Stored data:
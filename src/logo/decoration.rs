//! The immutable logo state and the blend between two (possibly absent) states.

use std::borrow::Cow;
use std::hash::{Hash, Hasher};

use crate::foundation::color::Color;
use crate::foundation::geometry::{EdgeInsets, lerp_f64};
use crate::logo::style::LogoStyle;

/// Light beam color used when none is configured.
pub const DEFAULT_COLOR: Color = Color::from_argb32(0xFF54_C5F8);
/// Label color used when none is configured.
pub const DEFAULT_TEXT_COLOR: Color = Color::from_argb32(0xFF75_7575);

/// Immutable description of one logo frame.
///
/// `position` and `opacity` are derived from `style` at construction (position on the morph
/// axis, full opacity) and only change through [`LogoDecoration::lerp`].
///
/// Equality and hashing consider `color`, `text_color`, `position` and `opacity`. `style` and
/// `margin` do not participate.
#[derive(Clone, Copy, Debug)]
pub struct LogoDecoration {
    color: Color,
    text_color: Color,
    style: LogoStyle,
    margin: EdgeInsets,
    position: f64,
    opacity: f64,
}

impl Default for LogoDecoration {
    fn default() -> Self {
        Self::new(LogoStyle::default())
    }
}

impl LogoDecoration {
    /// Settled decoration for `style` with default colors and no margin.
    pub fn new(style: LogoStyle) -> Self {
        Self {
            color: DEFAULT_COLOR,
            text_color: DEFAULT_TEXT_COLOR,
            style,
            margin: EdgeInsets::ZERO,
            position: style.position(),
            opacity: 1.0,
        }
    }

    /// Replace the mark color.
    pub fn with_color(mut self, color: Color) -> Self {
        self.color = color;
        self
    }

    /// Replace the label color.
    pub fn with_text_color(mut self, text_color: Color) -> Self {
        self.text_color = text_color;
        self
    }

    /// Replace the margin.
    pub fn with_margin(mut self, margin: EdgeInsets) -> Self {
        self.margin = margin;
        self
    }

    /// Unchecked constructor used by blending and by tests that need mid-transition states.
    pub fn from_parts(
        color: Color,
        text_color: Color,
        style: LogoStyle,
        margin: EdgeInsets,
        position: f64,
        opacity: f64,
    ) -> Self {
        let out = Self {
            color,
            text_color,
            style,
            margin,
            position,
            opacity,
        };
        out.debug_assert_valid();
        out
    }

    /// Mark color.
    pub fn color(&self) -> Color {
        self.color
    }

    /// Label color.
    pub fn text_color(&self) -> Color {
        self.text_color
    }

    /// Nearest discrete style.
    pub fn style(&self) -> LogoStyle {
        self.style
    }

    /// Paint margin.
    pub fn margin(&self) -> EdgeInsets {
        self.margin
    }

    /// Signed morph position: −1 stacked, 0 mark-only, +1 horizontal.
    pub fn position(&self) -> f64 {
        self.position
    }

    /// Overall opacity in `[0, 1]`.
    pub fn opacity(&self) -> f64 {
        self.opacity
    }

    /// `true` when fully opaque and resting exactly on one of the three styles.
    pub fn is_settled(&self) -> bool {
        self.opacity == 1.0
            && (self.position == -1.0 || self.position == 0.0 || self.position == 1.0)
    }

    pub(crate) fn debug_assert_valid(&self) {
        debug_assert!(self.position.is_finite(), "position must be finite");
        debug_assert!(
            (0.0..=1.0).contains(&self.opacity),
            "opacity must be in [0, 1], got {}",
            self.opacity
        );
    }

    /// Blend two decorations.
    ///
    /// - same reference: returned as is;
    /// - both absent: `None`;
    /// - one absent: the present side fades (opacity scaled by `t` fading in, `1 - t` fading
    ///   out, both clamped) with its margin scaled by `t`;
    /// - `t == 0` / `t == 1`: `a` / `b` unchanged;
    /// - otherwise every field is interpolated, the style switches at `t = 0.5`, and only the
    ///   opacity is clamped. Position and margin may overshoot with bouncy curves.
    pub fn lerp<'a>(
        a: Option<&'a LogoDecoration>,
        b: Option<&'a LogoDecoration>,
        t: f64,
    ) -> Option<Cow<'a, LogoDecoration>> {
        if let Some(a) = a {
            a.debug_assert_valid();
        }
        if let Some(b) = b {
            b.debug_assert_valid();
        }

        match (a, b) {
            (Some(a), Some(b)) if std::ptr::eq(a, b) => Some(Cow::Borrowed(a)),
            (None, None) => None,
            (None, Some(b)) => Some(Cow::Owned(Self {
                margin: b.margin * t,
                opacity: b.opacity * t.clamp(0.0, 1.0),
                ..*b
            })),
            (Some(a), None) => Some(Cow::Owned(Self {
                margin: a.margin * t,
                opacity: a.opacity * (1.0 - t).clamp(0.0, 1.0),
                ..*a
            })),
            (Some(a), Some(_)) if t == 0.0 => Some(Cow::Borrowed(a)),
            (Some(_), Some(b)) if t == 1.0 => Some(Cow::Borrowed(b)),
            (Some(a), Some(b)) => Some(Cow::Owned(Self {
                color: a.color.lerp(b.color, t),
                text_color: a.text_color.lerp(b.text_color, t),
                style: if t < 0.5 { a.style } else { b.style },
                margin: a.margin.lerp(b.margin, t),
                position: lerp_f64(a.position, b.position, t),
                opacity: lerp_f64(a.opacity, b.opacity, t).clamp(0.0, 1.0),
            })),
        }
    }
}

impl PartialEq for LogoDecoration {
    fn eq(&self, other: &Self) -> bool {
        self.color == other.color
            && self.text_color == other.text_color
            && self.position == other.position
            && self.opacity == other.opacity
    }
}

// Positions and opacities are finite, so `==` on them is a total equivalence.
impl Eq for LogoDecoration {}

impl Hash for LogoDecoration {
    fn hash<H: Hasher>(&self, state: &mut H) {
        fn canonical_bits(v: f64) -> u64 {
            if v == 0.0 { 0.0f64.to_bits() } else { v.to_bits() }
        }

        self.color.hash(state);
        self.text_color.hash(state);
        canonical_bits(self.position).hash(state);
        canonical_bits(self.opacity).hash(state);
    }
}

#[cfg(test)]
#[path = "../../tests/unit/logo/decoration.rs"]
mod tests;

# Problem details
Would you copy out exactly the lines from the one holding "self.position == other.position" through the end of the entries above, both ends included?

# Answer to this exercise
            && self.position == other.position
            && self.opacity == other.opacity
    }
}

// Positions and opacities are finite, so `==` on them is a total equivalence.
impl Eq for LogoDecoration {}

impl Hash for LogoDecoration {
    fn hash<H: Hasher>(&self, state: &mut H) {
        fn canonical_bits(v: f64) -> u64 {
            if v == 0.0 { 0.0f64.to_bits() } else { v.to_bits() }
        }

        self.color.hash(state);
        self.text_color.hash(state);
        canonical_bits(self.position).hash(state);
        canonical_bits(self.opacity).hash(state);
    }
}

#[cfg(test)]
#[path = "../../tests/unit/logo/decoration.rs"]
mod tests;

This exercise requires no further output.